I would suggest to find an old 10GB drive just as an OS drive.

I have an old K6-233 with a 2GB OS drive, a 2 Port SATA RAID PCI Card, and 2x2TB Hard Drives (RAID0 for now) in removable SATA trays. It putts along just fine and can keep up with 100mbps wire speeds quite easily. Haven't tried a gigabit card yet.

----------

## Shining Arcanine

 *Simba7 wrote:*   

> I would suggest to find an old 10GB drive just as an OS drive.
> 
> I have an old K6-233 with a 2GB OS drive, a 2 Port SATA RAID PCI Card, and 2x2TB Hard Drives (RAID0 for now) in removable SATA trays. It putts along just fine and can keep up with 100mbps wire speeds quite easily. Haven't tried a gigabit card yet.

 

Why do you suggest using an old drive to use just as an OS drive? The computer has a 8.4GB 5400RPM Maxtor hard drive from Dell in its primary drive bay, but I have a 200GB Western Digital drive that I could (with the help of the promise controller) use in place of it. I would think that would be better suited as an OS drive.

----------

## Simba7

 *Shining Arcanine wrote:*   

>  *Simba7 wrote:*   I would suggest to find an old 10GB drive just as an OS drive.
> 
> I have an old K6-233 with a 2GB OS drive, a 2 Port SATA RAID PCI Card, and 2x2TB Hard Drives (RAID0 for now) in removable SATA trays. It putts along just fine and can keep up with 100mbps wire speeds quite easily. Haven't tried a gigabit card yet. 
> 
> Why do you suggest using an old drive to use just as an OS drive? The computer has a 8.4GB 5400RPM Maxtor hard drive from Dell in its primary drive bay, but I have a 200GB Western Digital drive that I could (with the help of the promise controller) use in place of it. I would think that would be better suited as an OS drive.

 

Mostly because after running the system for a year, I've only used 1/3 of the space, including log files.. on a 2GB Quantum Hard Drive. Of course, I'm also running btrfs with the compression turned on.

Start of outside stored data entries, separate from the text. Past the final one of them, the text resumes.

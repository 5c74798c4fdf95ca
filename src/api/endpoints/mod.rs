//! Endpoint handlers.

pub mod flows;
pub mod health;
pub mod push_tokens;
pub mod reminders;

A 200GB would be severe overkill.. and a major waste of space (unless you're going to partition 10GB of it and use the rest as a share drive). I'd use the 8.4GB as the OS drive and use the 200GB and the 320GB for your shares.

EDIT: I did notice you wanted a local portage server. I hope you have alot of bandwidth to keep everything updated and have absolutely no CAPs on your internet service. I'm using an old P233MMX for that task with a 15GB drive (NFS Shared). It's not an entire Portage mirror, but it keeps the downloaded packages on itself (mounted as /usr/portage via NFS).

----------

## Shining Arcanine

 *Simba7 wrote:*   

> Mostly because after running the system for a year, I've only used 1/3 of the space, including log files.. on a 2GB Quantum Hard Drive. Of course, I'm also running btrfs with the compression turned on.
> 
> A 200GB would be severe overkill.. and a major waste of space (unless you're going to partition 10GB of it and use the rest as a share drive). I'd use the 8.4GB as the OS drive and use the 200GB and the 320GB for your shares.
> 
> EDIT: I did notice you wanted a local portage server. I hope you have alot of bandwidth to keep everything updated and have absolutely no CAPs on your internet service. I'm using an old P233MMX for that task with a 15GB drive (NFS Shared). It's not an entire Portage mirror, but it keeps the downloaded packages on itself (mounted as /usr/portage via NFS).

 

My old Dell computer only has two drive bays, so I can only have two drives in it unless I either do something with the 3.5" or 5.25" drive bays or come up with some other solution. I plan to store my backups using scp, so I could probably just scp them to the root drive, or would that be a bad idea?

As for bandwidth, I have a 25Mbps symmetric fiber connection from Verizon. I believe that Verizon's bandwidth is unmetered. Is that sufficient to operate a private mirror?